• **Aim of the task**:
Everything from the line containing "ctx.io.history_changed(ctx.history);" through the line containing "mode: network access" in the listing below should be copied exactly, and nothing more.

• **Dataset content**:

impl SessionManager {
    /// Create a session around an injected command registry.
    pub fn new(registry: CommandRegistry) -> Self {
        Self {
            registry,
            decoder: InputDecoder::default(),
            buffer: String::new(),
            cursor: 0,
            history_cursor: None,
        }
    }

    /// Current edit buffer contents.
    pub fn buffer(&self) -> &str {
        &self.buffer
    }

    /// Replace the edit buffer (host reverse-search), cursor at the end.
    pub fn set_buffer(&mut self, text: &str) {
        self.buffer = text.to_string();
        self.cursor = self.buffer.chars().count();
    }

    /// The injected registry.
    pub fn registry(&self) -> &CommandRegistry {
        &self.registry
    }

    /// Consume a chunk of raw input characters.
    pub fn handle_input(&mut self, data: &str, ctx: &mut Context<'_>) {
        for ch in data.chars() {
            if let Some(action) = self.decoder.feed(ch) {
                self.apply(action, ctx);
            }
        }
    }

    /// Replay pasted text as committed commands: every line terminator style
    /// maps to the carriage-return trigger.
    pub fn handle_paste(&mut self, text: &str, ctx: &mut Context<'_>) {
        let normalized = text.replace("\r\n", "\r").replace('\n', "\r");
        self.handle_input(&normalized, ctx);
    }

    fn apply(&mut self, action: InputAction, ctx: &mut Context<'_>) {
        match action {
            InputAction::Insert(c) => {
                let at = byte_index(&self.buffer, self.cursor);
                self.buffer.insert(at, c);
                self.cursor += 1;
                ctx.io.write(c.encode_utf8(&mut [0u8; 4]));
            },
            InputAction::Commit => {
                let command = mem::take(&mut self.buffer);
                self.cursor = 0;
                self.history_cursor = None;
                ctx.io.write("\r\n");
                self.run_command(&command, ctx);
            },
            InputAction::Backspace => {
                if self.cursor > 0 {
                    self.cursor -= 1;
                    let at = byte_index(&self.buffer, self.cursor);
                    self.buffer.remove(at);
                    ctx.io.write("\u{8} \u{8}");
                }
            },
            InputAction::CursorLeft => {
                if self.cursor > 0 {
                    self.cursor -= 1;
                    ctx.io.write("\u{1b}[D");
                }
            },
            InputAction::CursorRight => {
                if self.cursor < self.buffer.chars().count() {
                    self.cursor += 1;
                    ctx.io.write("\u{1b}[C");
                }
            },
            InputAction::HistoryUp => self.history_up(ctx),
            InputAction::HistoryDown => self.history_down(ctx),
        }
    }

    fn history_up(&mut self, ctx: &mut Context<'_>) {
        if ctx.history.is_empty() {
            return;
        }
        let next = match self.history_cursor {
            None => ctx.history.len() - 1,
            // Already at the oldest entry.
            Some(0) => return,
            Some(i) => i - 1,
        };
        self.history_cursor = Some(next);
        let entry = ctx.history[next].clone();
        self.replace_line(entry, ctx);
    }

    fn history_down(&mut self, ctx: &mut Context<'_>) {
        match self.history_cursor {
            None => {},
            Some(i) if i + 1 < ctx.history.len() => {
                self.history_cursor = Some(i + 1);
                let entry = ctx.history[i + 1].clone();
                self.replace_line(entry, ctx);
            },
            Some(_) => {
                // Past the newest entry: back to an empty buffer.
                self.history_cursor = None;
                self.replace_line(String::new(), ctx);
            },
        }
    }

    fn replace_line(&mut self, text: String, ctx: &mut Context<'_>) {
        ctx.io.write("\u{1b}[2K\r");
        ctx.io.prompt();
        ctx.io.write(&text);
        self.cursor = text.chars().count();
        self.buffer = text;
    }

    /// Run a command line: alias expansion, history append, safe-mode
    /// interception, then built-in dispatch or pipeline forwarding.
    ///
    /// Always settles and always redraws the prompt; a failing built-in is
    /// logged and reported without corrupting session state.
    pub fn run_command(&self, input: &str, ctx: &mut Context<'_>) {
        self.dispatch(input, ctx);
        ctx.io.prompt();
    }

    fn dispatch(&self, input: &str, ctx: &mut Context<'_>) {
        let trimmed = input.trim();
        if trimmed.is_empty() {
            return;
        }

        let expanded = expand_alias(trimmed, ctx.aliases);

        // History records what the user typed, not the expansion.
        ctx.history.push(trimmed.to_string());
        ctx.io.history_changed(ctx.history);

        let mut words = expanded.split_whitespace();
        let verb = words.next().unwrap_or("");
        let args: String = words.collect::<Vec<_>>().join(" ");

        if ctx.safe_mode && is_network_command(&expanded, verb) {
            ctx.io
                .write_line("safe mode: network access is disabled; command not executed");
            ctx.io.write_line(&format!("[simulated] {expanded}"));
            return;
        }

        if verb == "help" {
            self.execute_help(&args, ctx);
            return;
        }

        if let Some(cmd) = self.registry.get(verb) {
            if let Err(e) = cmd.execute(&args, ctx) {
                log::warn!("command '{verb}' failed: {e}");
                ctx.io.write_line(&format!("error: {e}"));
            }
        } else if !verb.is_empty() {
            match ctx.run_worker(&expanded) {
                Ok(output) => {
                    for line in output.lines() {
                        if !line.is_empty() {
                            ctx.io.write_line(line);
                        }
                    }
                },
                Err(e) => {
                    log::error!("pipeline for '{expanded}' failed: {e}");
                    ctx.io.write_line(&format!("error: {e}"));
                },
            }
        }
    }

    /// `help` needs the registry, so it is intercepted here instead of being
    /// dispatched like an ordinary command.
    fn execute_help(&self, args: &str, ctx: &mut Context<'_>) {
        let name = args.split_whitespace().next().unwrap_or("");
        if !name.is_empty() {
            match self.registry.get(name) {
                Some(cmd) => {
                    ctx.io.write_line(cmd.name());
                    ctx.io.write_line(&format!("  {}", cmd.description()));
                    ctx.io.write_line(&format!("  Usage: {}", cmd.usage()));
                },
                None => ctx.io.write_line(&format!("help: unknown command: {name}")),
            }
            return;
        }
        for (cmd_name, description) in self.registry.list() {
            ctx.io.write_line(&format!(
                "{cmd_name:<width$} {description}",
                width = COMPLETION_PAD
            ));
        }
        ctx.io.write_line("Type 'help <command>' for details.");
    }

    /// Complete the current buffer against registered command names.
    pub fn autocomplete(&mut self, ctx: &mut Context<'_>) {
        if self.buffer.is_empty() {
            return;
        }
        let matches = self.registry.completions(&self.buffer);
        match matches.as_slice() {
            [] => {},
            [only] => {
                let suffix = only[self.buffer.len()..].to_string();
                ctx.io.write(&suffix);
                self.buffer = only.clone();
                self.cursor = self.buffer.chars().count();
            },
            many => {
                ctx.io.write("\r\n");
                for name in many {
                    let description = self
                        .registry
                        .get(name)
                        .map(|c| c.description())
                        .unwrap_or_default();
                    ctx.io.write_line(&format!(
                        "{name:<width$} {description}",
                        width = COMPLETION_PAD
                    ));
                }
                ctx.io.prompt();
                ctx.io.write(&self.buffer);
            },
        }
    }
}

• **Solution to this exercise**:
        ctx.io.history_changed(ctx.history);

        let mut words = expanded.split_whitespace();
        let verb = words.next().unwrap_or("");
        let args: String = words.collect::<Vec<_>>().join(" ");

        if ctx.safe_mode && is_network_command(&expanded, verb) {
            ctx.io
                .write_line("safe mode: network access is disabled; command not executed");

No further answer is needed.